Full Precision Model

bash
cargo run --release --example smollm3 -- \
  --model-type full \
  --dtype f16 \
  --prompt "Write a sorting algorithm in Rust"

Command Line Options

Model Selection

  • --model-type <TYPE>: Choose quantized or full (default: quantized)
  • --model <VARIANT>: Choose 3b (instruct) or 3b-base (default: 3b)
  • --quantization <LEVEL>: For quantized models - q4_k_m, q8_0, or f16 (default: q8_0)
  • --dtype <TYPE>: For full models - f32, f16, bf16, or auto (default: auto)

Generation Parameters

  • --prompt <TEXT>: The prompt to generate from
  • -n, --sample-len <NUM>: Number of tokens to generate (default: 1000)
  • --temperature <FLOAT>: Sampling temperature, 0 for greedy (default: 0.8)
  • --top-p <FLOAT>: Nucleus sampling probability cutoff
  • --top-k <NUM>: Only sample among top K tokens
  • --repeat-penalty <FLOAT>: Penalty for repeating tokens (default: 1.1)
  • --repeat-last-n <NUM>: Context size for repeat penalty (default: 64)

Advanced Options

  • --no-chat-template: Disable chat template formatting (use for base models)
  • --thinking: Enable thinking/reasoning mode with /think tags
  • --split-prompt: Process prompt tokens individually (for debugging)
  • --tracing: Enable performance tracing (generates trace JSON)
  • --model-path <PATH>: Use local model file instead of auto-download
  • --tokenizer <PATH>: Use local tokenizer instead of auto-download

Quantization Comparison

LevelSizeQualityUse Case
Q4_K_M1.9GBGoodFast inference, constrained environments
Q8_03.3GBBetterBalanced quality and speed
F166.2GBBestMaximum quality in GGUF format

Examples

Creative Writing with Thinking Mode

bash
cargo run --release --example smollm3 -- \
  --thinking \
  --temperature 0.9 \
  --prompt "Write a short sci-fi story about AI"

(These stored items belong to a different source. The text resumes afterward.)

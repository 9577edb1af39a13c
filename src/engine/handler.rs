//! Signal-mask bound event handlers.

use crate::core::{Event, Signal};
use std::fmt;

/// Callback run when a handler matches an event.
///
/// Receives the owning state's behavior, the machine context and the
/// event. Returns the next state, or `None` for "handled, no transition".
pub type HandlerFn<S, K, E, X> = Box<dyn FnMut(&mut S, &mut X, &E) -> Option<K> + Send>;

/// Binding of a signal mask to a callback.
///
/// A handler is bound once, at construction, and never rebound.
pub struct EventHandler<S, K, E, X> {
    mask: Signal,
    callback: HandlerFn<S, K, E, X>,
}

impl<S, K, E: Event, X> EventHandler<S, K, E, X> {
    /// Bind `callback` to every event whose signal shares a bit with `mask`.
    pub fn attach<F>(mask: Signal, callback: F) -> Self
    where
        F: FnMut(&mut S, &mut X, &E) -> Option<K> + Send + 'static,
    {
        Self {
            mask,
            callback: Box::new(callback),
        }
    }

    pub fn mask(&self) -> Signal {
        self.mask
    }

    /// True iff the event's signal intersects the mask.
    pub fn matches(&self, event: &E) -> bool {
        event.signal().intersects(self.mask)
    }

    pub fn dispatch(&mut self, owner: &mut S, xif: &mut X, event: &E) -> Option<K> {
        (self.callback)(owner, xif, event)
    }
}

impl<S, K, E, X> fmt::Debug for EventHandler<S, K, E, X> {
    fn fmt(&self, f: &mut fmt::Formatter<'_>) -> fmt::Result {
        f.debug_struct("EventHandler")
            .field("mask", &self.mask)
            .finish_non_exhaustive()
    }
}

#[cfg(test)]
mod tests {
    use super::*;
    use crate::core::SignalEvent;

    #[derive(Default)]
    struct Counter {
        hits: usize,
    }

    #[test]
    fn matches_on_bit_intersection() {
        let handler: EventHandler<Counter, u8, SignalEvent, ()> =
            EventHandler::attach(Signal::new(0b0110), |_, _, _| None);

        assert!(handler.matches(&SignalEvent::new(Signal::new(0b0010))));
        assert!(handler.matches(&SignalEvent::new(Signal::new(0b1100))));
        assert!(!handler.matches(&SignalEvent::new(Signal::new(0b1001))));
        assert!(!handler.matches(&SignalEvent::new(Signal::NONE)));
    }

    #[test]
    fn dispatch_invokes_callback_on_owner() {
        let mut handler = EventHandler::<Counter, u8, SignalEvent, Vec<u32>>::attach(
            Signal::USER,
            |owner, seen, event| {
                owner.hits += 1;
                seen.push(event.signal().bits());
                Some(7)
            },
        );

        let mut owner = Counter::default();
        let mut seen = Vec::new();
        let next = handler.dispatch(&mut owner, &mut seen, &SignalEvent::new(Signal::USER));

        assert_eq!(next, Some(7));
        assert_eq!(owner.hits, 1);
        assert_eq!(seen, vec![1]);
    }

    #[test]
    fn debug_shows_mask() {
        let handler: EventHandler<(), u8, SignalEvent, ()> =
            EventHandler::attach(Signal::bit(3), |_, _, _| None);
        let rendered = format!("{handler:?}");
        assert!(rendered.contains("mask"));
    }
}
//! Machine configuration.

use crate::enforcement::ChainLimits;
use serde::{Deserialize, Serialize};

/// Number of transition records kept when no limit is configured.
pub const DEFAULT_HISTORY_LIMIT: usize = 128;

/// Runtime settings of a machine.
///
/// Every field has a default, so partial JSON documents are accepted.
///
/// # Example
///
/// ```rust
/// use hsm_engine::builder::HsmConfig;
///
/// let config = HsmConfig::from_json(r#"{
///     "limits": { "max_parent_depth": 8 },
///     "history_limit": 16
/// }"#).unwrap();
///
/// assert_eq!(config.limits.max_parent_depth, Some(8));
/// assert_eq!(config.history_limit, Some(16));
/// ```
#[derive(Debug, Clone, PartialEq, Eq, Serialize, Deserialize)]
#[serde(default)]
pub struct HsmConfig {
    pub limits: ChainLimits,
    /// Records kept in the transition log; `None` is unbounded, `Some(0)`
    /// disables recording
    pub history_limit: Option<usize>,
}

impl Default for HsmConfig {
    fn default() -> Self {
        Self {
            limits: ChainLimits::default(),
            history_limit: Some(DEFAULT_HISTORY_LIMIT),
        }
    }
}

impl HsmConfig {
    pub fn from_json(json: &str) -> Result<Self, serde_json::Error> {
        serde_json::from_str(json)
    }

    pub fn to_json(&self) -> Result<String, serde_json::Error> {
        serde_json::to_string_pretty(self)
    }
}

#[cfg(test)]
mod tests {
    use super::*;
    use crate::enforcement::ViolationStrategy;

    #[test]
    fn empty_document_yields_defaults() {
        let config = HsmConfig::from_json("{}").unwrap();
        assert_eq!(config, HsmConfig::default());
        assert_eq!(config.history_limit, Some(DEFAULT_HISTORY_LIMIT));
        assert_eq!(config.limits, ChainLimits::unbounded());
    }

    #[test]
    fn explicit_null_history_is_unbounded() {
        let config = HsmConfig::from_json(r#"{"history_limit": null}"#).unwrap();
        assert_eq!(config.history_limit, None);
    }

    #[test]
    fn config_roundtrips_through_json() {
        let config = HsmConfig {
            limits: ChainLimits {
                max_parent_depth: Some(4),
                max_entry_redirects: Some(10),
                on_violation: ViolationStrategy::IgnoreAndLog,
            },
            history_limit: Some(0),
        };

        let json = config.to_json().unwrap();
        assert_eq!(HsmConfig::from_json(&json).unwrap(), config);
    }

    #[test]
    fn unknown_strategy_is_rejected() {
        let result = HsmConfig::from_json(r#"{"limits": {"on_violation": "retry"}}"#);
        assert!(result.is_err());
    }
}
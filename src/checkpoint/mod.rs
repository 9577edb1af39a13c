//! Checkpoint and resume of a machine's runtime position.
//!
//! A checkpoint captures where a machine is (its current state), how it got
//! there (the transition log) and its dispatch counters. It never contains
//! the states themselves, their handlers or pending events: a checkpoint is
//! restored into a machine that was built with the same states.

use crate::core::{Event, StateKey, TransitionLog};
use crate::engine::{DispatchStats, Hsm};
use chrono::{DateTime, Utc};
use parking_lot::lock_api::RawMutex;
use serde::{Deserialize, Serialize};
use uuid::Uuid;

pub mod error;

pub use error::CheckpointError;

/// Version identifier for checkpoint format
pub const CHECKPOINT_VERSION: u32 = 1;

/// Serializable snapshot of a machine's runtime position.
#[derive(Clone, Debug, Serialize, Deserialize)]
#[serde(bound = "")]
pub struct Checkpoint<K: StateKey> {
    /// Checkpoint format version
    pub version: u32,

    /// Unique checkpoint identifier
    pub id: Uuid,

    /// When checkpoint was created
    pub timestamp: DateTime<Utc>,

    /// Root state of the machine the checkpoint was taken from
    pub root: K,

    /// State the machine was settled in
    pub current: K,

    /// Retained transition history
    pub history: TransitionLog<K>,

    /// Dispatch counters
    pub stats: DispatchStats,
}

impl<K: StateKey> Checkpoint<K> {
    pub fn to_json(&self) -> Result<String, CheckpointError> {
        serde_json::to_string(self)
            .map_err(|e| CheckpointError::SerializationFailed(e.to_string()))
    }

    pub fn from_json(json: &str) -> Result<Self, CheckpointError> {
        let checkpoint: Self = serde_json::from_str(json)
            .map_err(|e| CheckpointError::DeserializationFailed(e.to_string()))?;
        checkpoint.check_version()?;
        Ok(checkpoint)
    }

    pub fn to_bytes(&self) -> Result<Vec<u8>, CheckpointError> {
        bincode::serialize(self)
            .map_err(|e| CheckpointError::SerializationFailed(e.to_string()))
    }

    pub fn from_bytes(bytes: &[u8]) -> Result<Self, CheckpointError> {
        let checkpoint: Self = bincode::deserialize(bytes)
            .map_err(|e| CheckpointError::DeserializationFailed(e.to_string()))?;
        checkpoint.check_version()?;
        Ok(checkpoint)
    }

    fn check_version(&self) -> Result<(), CheckpointError> {
        if self.version != CHECKPOINT_VERSION {
            return Err(CheckpointError::UnsupportedVersion {
                found: self.version,
                supported: CHECKPOINT_VERSION,
            });
        }
        Ok(())
    }
}

impl<K, E, X, R> Hsm<K, E, X, R>
where
    K: StateKey,
    E: Event,
    X: 'static,
    R: RawMutex,
{
    /// Capture the machine's current position.
    pub fn checkpoint(&self) -> Checkpoint<K> {
        Checkpoint {
            version: CHECKPOINT_VERSION,
            id: Uuid::new_v4(),
            timestamp: Utc::now(),
            root: self.root,
            current: self.current,
            history: self.history.clone(),
            stats: self.stats,
        }
    }

    /// Resume from a checkpoint.
    ///
    /// The current state is set directly; no `exit` or `entry` hook runs.
    /// Pending events are left untouched.
    pub fn restore(&mut self, checkpoint: &Checkpoint<K>) -> Result<(), CheckpointError> {
        checkpoint.check_version()?;

        if checkpoint.root != self.root {
            return Err(CheckpointError::ValidationFailed(format!(
                "root '{}' differs from machine root '{}'",
                checkpoint.root.name(),
                self.root.name()
            )));
        }
        if !self.contains(checkpoint.current) {
            return Err(CheckpointError::ValidationFailed(format!(
                "current state '{}' is not registered",
                checkpoint.current.name()
            )));
        }

        let mut history = TransitionLog::with_limit(self.config().history_limit);
        for record in checkpoint.history.records() {
            history.record(record.clone());
        }

        self.current = checkpoint.current;
        self.history = history;
        self.stats = checkpoint.stats;

        tracing::debug!(
            checkpoint = %checkpoint.id,
            state = checkpoint.current.name(),
            "machine restored from checkpoint"
        );
        Ok(())
    }
}

#[cfg(test)]
mod tests {
    use super::*;
    use crate::core::{Signal, SignalEvent};
    use crate::engine::{State, Stateful};

    crate::state_keys! {
        enum Key {
            Root,
            Idle,
            Running,
            Elsewhere,
        }
    }

    const START: Signal = Signal::bit(0);

    type TestHsm = Hsm<Key, SignalEvent, ()>;

    struct Boot;

    impl Stateful<Key, ()> for Boot {
        fn entry(&mut self, _: &mut ()) -> Option<Key> {
            Some(Key::Idle)
        }
    }

    fn machine() -> TestHsm {
        let mut hsm: TestHsm = Hsm::new(State::new(Key::Root, Boot), ());
        hsm.attach_state(
            State::new(Key::Idle, ())
                .with_parent(Key::Root)
                .on(START, |_, _, _| Some(Key::Running)),
        )
        .unwrap();
        hsm.attach_state(State::new(Key::Running, ()).with_parent(Key::Root))
            .unwrap();
        hsm
    }

    fn running_machine() -> TestHsm {
        let mut hsm = machine();
        hsm.init().unwrap();
        hsm.raise_event(SignalEvent::new(START));
        hsm.dispatch_events().unwrap();
        hsm
    }

    #[test]
    fn checkpoint_captures_position() {
        let hsm = running_machine();
        let checkpoint = hsm.checkpoint();

        assert_eq!(checkpoint.version, CHECKPOINT_VERSION);
        assert_eq!(checkpoint.current, Key::Running);
        assert_eq!(checkpoint.stats.transitions, 1);
        assert_eq!(checkpoint.history.len(), 2);
    }

    #[test]
    fn restore_resumes_at_checkpointed_state() {
        let checkpoint = running_machine().checkpoint();

        let mut fresh = machine();
        fresh.restore(&checkpoint).unwrap();

        assert_eq!(fresh.current_state(), Key::Running);
        assert_eq!(fresh.stats(), checkpoint.stats);
        assert_eq!(
            fresh.history().get_path(),
            vec![&Key::Root, &Key::Idle, &Key::Running]
        );
    }

    #[test]
    fn json_roundtrip_preserves_checkpoint() {
        let checkpoint = running_machine().checkpoint();

        let json = checkpoint.to_json().unwrap();
        let back: Checkpoint<Key> = Checkpoint::from_json(&json).unwrap();

        assert_eq!(back.id, checkpoint.id);
        assert_eq!(back.current, Key::Running);
        assert_eq!(back.history.get_path(), checkpoint.history.get_path());
    }

    #[test]
    fn binary_roundtrip_preserves_checkpoint() {
        let checkpoint = running_machine().checkpoint();

        let bytes = checkpoint.to_bytes().unwrap();
        let back: Checkpoint<Key> = Checkpoint::from_bytes(&bytes).unwrap();

        assert_eq!(back.id, checkpoint.id);
        assert_eq!(back.stats, checkpoint.stats);
    }

    #[test]
    fn unsupported_version_is_rejected() {
        let mut checkpoint = running_machine().checkpoint();
        checkpoint.version = CHECKPOINT_VERSION + 1;

        let json = serde_json::to_string(&checkpoint).unwrap();
        let err = Checkpoint::<Key>::from_json(&json).unwrap_err();
        assert!(matches!(
            err,
            CheckpointError::UnsupportedVersion {
                found: 2,
                supported: 1
            }
        ));
        assert_eq!(
            err.to_string(),
            "checkpoint format v2 is not readable, this build reads v1"
        );
        assert!(matches!(
            machine().restore(&checkpoint),
            Err(CheckpointError::UnsupportedVersion { .. })
        ));
    }

    #[test]
    fn unknown_current_state_is_rejected() {
        let mut checkpoint = running_machine().checkpoint();
        checkpoint.current = Key::Elsewhere;

        let mut fresh = machine();
        let err = fresh.restore(&checkpoint).unwrap_err();
        assert!(matches!(err, CheckpointError::ValidationFailed(_)));
        assert_eq!(
            err.to_string(),
            "checkpoint does not fit this machine: current state 'Elsewhere' is not registered"
        );
        assert_eq!(fresh.current_state(), Key::Root);
    }

    #[test]
    fn mismatched_root_is_rejected() {
        let mut checkpoint = running_machine().checkpoint();
        checkpoint.root = Key::Idle;

        let err = machine().restore(&checkpoint).unwrap_err();
        assert_eq!(
            err.to_string(),
            "checkpoint does not fit this machine: root 'Idle' differs from machine root 'Root'"
        );
    }

    #[test]
    fn garbage_bytes_fail_to_decode() {
        assert!(matches!(
            Checkpoint::<Key>::from_bytes(&[0xff, 0x01]),
            Err(CheckpointError::DeserializationFailed(_))
        ));
    }
}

Code Generation (Base Model)

bash
cargo run --release --example smollm3 -- \
  --model 3b-base \
  --no-chat-template \
  --temperature 0.2 \
  --prompt "def fibonacci(n):"

High Quality Output

bash
cargo run --release --example smollm3 -- \
  --model-type full \
  --dtype f16 \
  --temperature 0.7 \
  --prompt "Explain quantum entanglement"

Model Architecture

SmolLM3 uses a hybrid RoPE/NoPE architecture:

  • RoPE layers: Standard rotary position embeddings (75% of layers)
  • NoPE layers: No position embeddings (25% of layers - every 4th layer)

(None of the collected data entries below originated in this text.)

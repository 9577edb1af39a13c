//! Event signals.
//!
//! A signal identifies the category of an event. Signals live in a bit-flag
//! space: handlers match on a nonzero bitwise intersection, so a single
//! handler mask can cover several signal values at once.

use serde::{Deserialize, Serialize};
use std::fmt;
use std::ops::{BitAnd, BitOr, BitOrAssign};

/// Bitmask identifier for an event kind.
///
/// # Example
///
/// ```rust
/// use hsm_engine::core::Signal;
///
/// const TURN_ON: Signal = Signal::bit(0);
/// const TURN_OFF: Signal = Signal::bit(1);
///
/// let power = TURN_ON | TURN_OFF;
/// assert!(power.intersects(TURN_ON));
/// assert!(power.intersects(TURN_OFF));
/// assert!(!TURN_ON.intersects(TURN_OFF));
/// ```
#[derive(Clone, Copy, PartialEq, Eq, Hash, Debug, Default, Serialize, Deserialize)]
#[serde(transparent)]
pub struct Signal(u32);

impl Signal {
    /// The empty signal. Never matches any handler.
    pub const NONE: Signal = Signal(0);

    /// First signal value free for application use.
    pub const USER: Signal = Signal(1);

    /// Create a signal from raw bits.
    pub const fn new(bits: u32) -> Self {
        Signal(bits)
    }

    /// Signal with only bit `n` set.
    ///
    /// Panics if `n >= 32`; in a `const` this is a compile error.
    pub const fn bit(n: u32) -> Self {
        assert!(n < u32::BITS, "signal bit out of range");
        Signal(1 << n)
    }

    pub const fn bits(self) -> u32 {
        self.0
    }

    pub const fn is_empty(self) -> bool {
        self.0 == 0
    }

    /// True iff the two signals share at least one bit.
    ///
    /// Two nonzero signals with disjoint bits do not intersect.
    pub const fn intersects(self, other: Signal) -> bool {
        self.0 & other.0 != 0
    }

    pub const fn union(self, other: Signal) -> Signal {
        Signal(self.0 | other.0)
    }
}

impl From<u32> for Signal {
    fn from(bits: u32) -> Self {
        Signal(bits)
    }
}

impl BitOr for Signal {
    type Output = Signal;

    fn bitor(self, rhs: Signal) -> Signal {
        self.union(rhs)
    }
}

impl BitOrAssign for Signal {
    fn bitor_assign(&mut self, rhs: Signal) {
        self.0 |= rhs.0;
    }
}

impl BitAnd for Signal {
    type Output = Signal;

    fn bitand(self, rhs: Signal) -> Signal {
        Signal(self.0 & rhs.0)
    }
}

impl fmt::Display for Signal {
    fn fmt(&self, f: &mut fmt::Formatter<'_>) -> fmt::Result {
        write!(f, "{:#010x}", self.0)
    }
}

This configuration is automatically detected and handled by the implementation.

Hardware Requirements

  • Quantized Q4_K_M: ~2.5GB RAM
  • Quantized Q8_0: ~4GB RAM
  • Full F16: ~7GB RAM
  • Full F32: ~13GB RAM

GPU acceleration supported via CUDA (with cuda feature) or Metal (macOS).

Troubleshooting

Model download fails: Check internet connection and HuggingFace Hub access

Out of memory: Try a smaller quantization level or use --sample-len to reduce generation length

Compilation errors: Ensure you're using the latest version of the Candle crate

License

This implementation follows the Candle framework license. SmolLM3 models are available under Apache 2.0.